### DATA PROVIDED
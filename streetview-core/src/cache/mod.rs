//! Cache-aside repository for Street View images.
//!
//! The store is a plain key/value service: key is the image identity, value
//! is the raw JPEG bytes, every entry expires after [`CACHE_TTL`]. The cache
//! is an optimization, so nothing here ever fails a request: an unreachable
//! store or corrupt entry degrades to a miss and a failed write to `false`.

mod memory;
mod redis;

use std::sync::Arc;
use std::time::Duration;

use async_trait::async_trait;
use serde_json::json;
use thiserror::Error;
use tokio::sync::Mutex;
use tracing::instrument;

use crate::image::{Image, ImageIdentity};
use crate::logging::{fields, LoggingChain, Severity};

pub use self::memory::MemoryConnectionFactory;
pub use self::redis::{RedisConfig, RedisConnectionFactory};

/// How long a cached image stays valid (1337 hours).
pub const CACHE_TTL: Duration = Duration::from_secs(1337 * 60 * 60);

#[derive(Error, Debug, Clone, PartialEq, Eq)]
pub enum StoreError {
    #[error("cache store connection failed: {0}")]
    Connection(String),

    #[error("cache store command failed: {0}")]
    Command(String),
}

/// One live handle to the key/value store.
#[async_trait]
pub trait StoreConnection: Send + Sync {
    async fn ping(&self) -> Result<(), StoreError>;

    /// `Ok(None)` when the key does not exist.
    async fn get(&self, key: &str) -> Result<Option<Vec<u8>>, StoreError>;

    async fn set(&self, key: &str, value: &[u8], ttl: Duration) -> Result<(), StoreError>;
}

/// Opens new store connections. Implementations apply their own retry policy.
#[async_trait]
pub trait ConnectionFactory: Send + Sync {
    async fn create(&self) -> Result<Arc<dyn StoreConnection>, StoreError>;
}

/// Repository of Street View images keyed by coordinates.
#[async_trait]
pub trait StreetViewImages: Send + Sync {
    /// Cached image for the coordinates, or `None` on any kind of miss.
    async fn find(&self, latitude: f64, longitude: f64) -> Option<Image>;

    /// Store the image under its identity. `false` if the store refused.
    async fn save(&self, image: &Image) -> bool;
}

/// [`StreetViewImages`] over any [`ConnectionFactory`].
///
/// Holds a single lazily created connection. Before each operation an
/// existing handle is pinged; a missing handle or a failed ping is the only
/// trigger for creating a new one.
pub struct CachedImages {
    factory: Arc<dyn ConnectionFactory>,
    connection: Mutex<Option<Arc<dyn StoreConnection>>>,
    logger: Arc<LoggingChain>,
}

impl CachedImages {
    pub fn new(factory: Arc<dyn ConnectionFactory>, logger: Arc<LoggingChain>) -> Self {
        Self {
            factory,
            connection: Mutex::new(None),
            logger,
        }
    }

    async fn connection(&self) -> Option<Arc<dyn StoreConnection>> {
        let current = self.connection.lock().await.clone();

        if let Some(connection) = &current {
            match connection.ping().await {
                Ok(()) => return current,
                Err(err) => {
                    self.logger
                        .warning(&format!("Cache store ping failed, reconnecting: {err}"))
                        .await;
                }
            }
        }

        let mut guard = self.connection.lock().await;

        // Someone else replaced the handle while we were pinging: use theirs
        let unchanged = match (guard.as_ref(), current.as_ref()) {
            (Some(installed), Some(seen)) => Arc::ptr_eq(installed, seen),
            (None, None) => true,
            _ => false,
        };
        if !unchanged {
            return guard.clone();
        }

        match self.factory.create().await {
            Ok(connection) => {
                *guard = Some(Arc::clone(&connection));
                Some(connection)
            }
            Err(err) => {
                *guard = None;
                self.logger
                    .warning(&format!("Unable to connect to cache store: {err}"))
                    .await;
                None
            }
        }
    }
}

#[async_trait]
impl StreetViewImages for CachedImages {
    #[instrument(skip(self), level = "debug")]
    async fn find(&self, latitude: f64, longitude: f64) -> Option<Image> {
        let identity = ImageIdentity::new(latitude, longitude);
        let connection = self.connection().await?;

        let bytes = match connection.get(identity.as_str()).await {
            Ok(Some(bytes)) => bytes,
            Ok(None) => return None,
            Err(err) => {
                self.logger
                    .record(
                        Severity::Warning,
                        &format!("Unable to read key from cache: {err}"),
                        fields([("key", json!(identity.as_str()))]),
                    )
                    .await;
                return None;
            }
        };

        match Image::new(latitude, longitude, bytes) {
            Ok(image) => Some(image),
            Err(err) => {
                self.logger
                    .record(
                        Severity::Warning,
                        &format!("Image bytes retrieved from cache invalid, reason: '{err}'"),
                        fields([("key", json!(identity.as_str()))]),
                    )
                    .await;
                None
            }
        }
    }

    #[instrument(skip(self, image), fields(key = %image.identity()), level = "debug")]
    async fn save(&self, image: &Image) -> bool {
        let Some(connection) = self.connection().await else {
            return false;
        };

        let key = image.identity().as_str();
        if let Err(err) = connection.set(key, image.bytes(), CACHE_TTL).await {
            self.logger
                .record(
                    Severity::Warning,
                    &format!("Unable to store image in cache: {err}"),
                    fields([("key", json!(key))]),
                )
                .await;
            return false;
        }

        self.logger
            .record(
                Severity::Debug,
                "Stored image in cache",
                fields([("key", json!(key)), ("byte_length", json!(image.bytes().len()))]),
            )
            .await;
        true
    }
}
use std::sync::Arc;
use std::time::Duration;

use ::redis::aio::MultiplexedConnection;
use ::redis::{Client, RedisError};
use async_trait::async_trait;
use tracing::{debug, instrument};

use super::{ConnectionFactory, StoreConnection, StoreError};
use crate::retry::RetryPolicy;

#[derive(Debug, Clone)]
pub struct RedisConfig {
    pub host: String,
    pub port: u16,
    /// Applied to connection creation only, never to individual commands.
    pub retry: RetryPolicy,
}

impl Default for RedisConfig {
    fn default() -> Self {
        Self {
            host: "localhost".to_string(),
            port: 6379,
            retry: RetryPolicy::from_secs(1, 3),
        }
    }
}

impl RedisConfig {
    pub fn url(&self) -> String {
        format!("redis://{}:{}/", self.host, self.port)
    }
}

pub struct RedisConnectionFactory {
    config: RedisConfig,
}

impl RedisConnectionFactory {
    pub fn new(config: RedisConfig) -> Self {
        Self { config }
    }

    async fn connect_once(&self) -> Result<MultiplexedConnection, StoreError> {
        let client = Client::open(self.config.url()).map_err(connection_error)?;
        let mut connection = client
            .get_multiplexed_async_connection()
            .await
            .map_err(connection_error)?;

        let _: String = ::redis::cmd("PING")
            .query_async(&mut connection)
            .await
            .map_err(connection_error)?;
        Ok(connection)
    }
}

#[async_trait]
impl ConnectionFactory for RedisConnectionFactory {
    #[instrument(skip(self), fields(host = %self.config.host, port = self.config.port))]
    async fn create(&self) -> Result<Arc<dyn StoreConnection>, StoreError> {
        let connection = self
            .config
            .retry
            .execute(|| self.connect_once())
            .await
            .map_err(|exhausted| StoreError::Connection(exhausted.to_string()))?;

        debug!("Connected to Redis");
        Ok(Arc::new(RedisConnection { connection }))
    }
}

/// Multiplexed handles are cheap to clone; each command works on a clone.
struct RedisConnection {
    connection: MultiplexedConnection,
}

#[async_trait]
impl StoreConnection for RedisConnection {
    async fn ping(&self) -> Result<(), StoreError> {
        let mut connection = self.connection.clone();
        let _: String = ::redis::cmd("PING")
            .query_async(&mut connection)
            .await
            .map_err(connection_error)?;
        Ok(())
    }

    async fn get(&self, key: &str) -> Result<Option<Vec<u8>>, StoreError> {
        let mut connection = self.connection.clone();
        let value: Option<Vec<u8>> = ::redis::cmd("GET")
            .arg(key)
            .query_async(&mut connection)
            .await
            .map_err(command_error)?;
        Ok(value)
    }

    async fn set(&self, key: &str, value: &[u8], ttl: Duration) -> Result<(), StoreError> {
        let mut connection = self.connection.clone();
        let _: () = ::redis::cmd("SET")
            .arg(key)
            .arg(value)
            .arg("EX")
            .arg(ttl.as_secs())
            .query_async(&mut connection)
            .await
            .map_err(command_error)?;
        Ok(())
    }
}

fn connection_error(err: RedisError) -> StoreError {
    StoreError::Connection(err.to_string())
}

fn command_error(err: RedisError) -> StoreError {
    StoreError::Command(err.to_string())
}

### PROMPT
What number of lines in the records contain the word "struct"? Answer with that number alone.

### TASK SOLUTION
4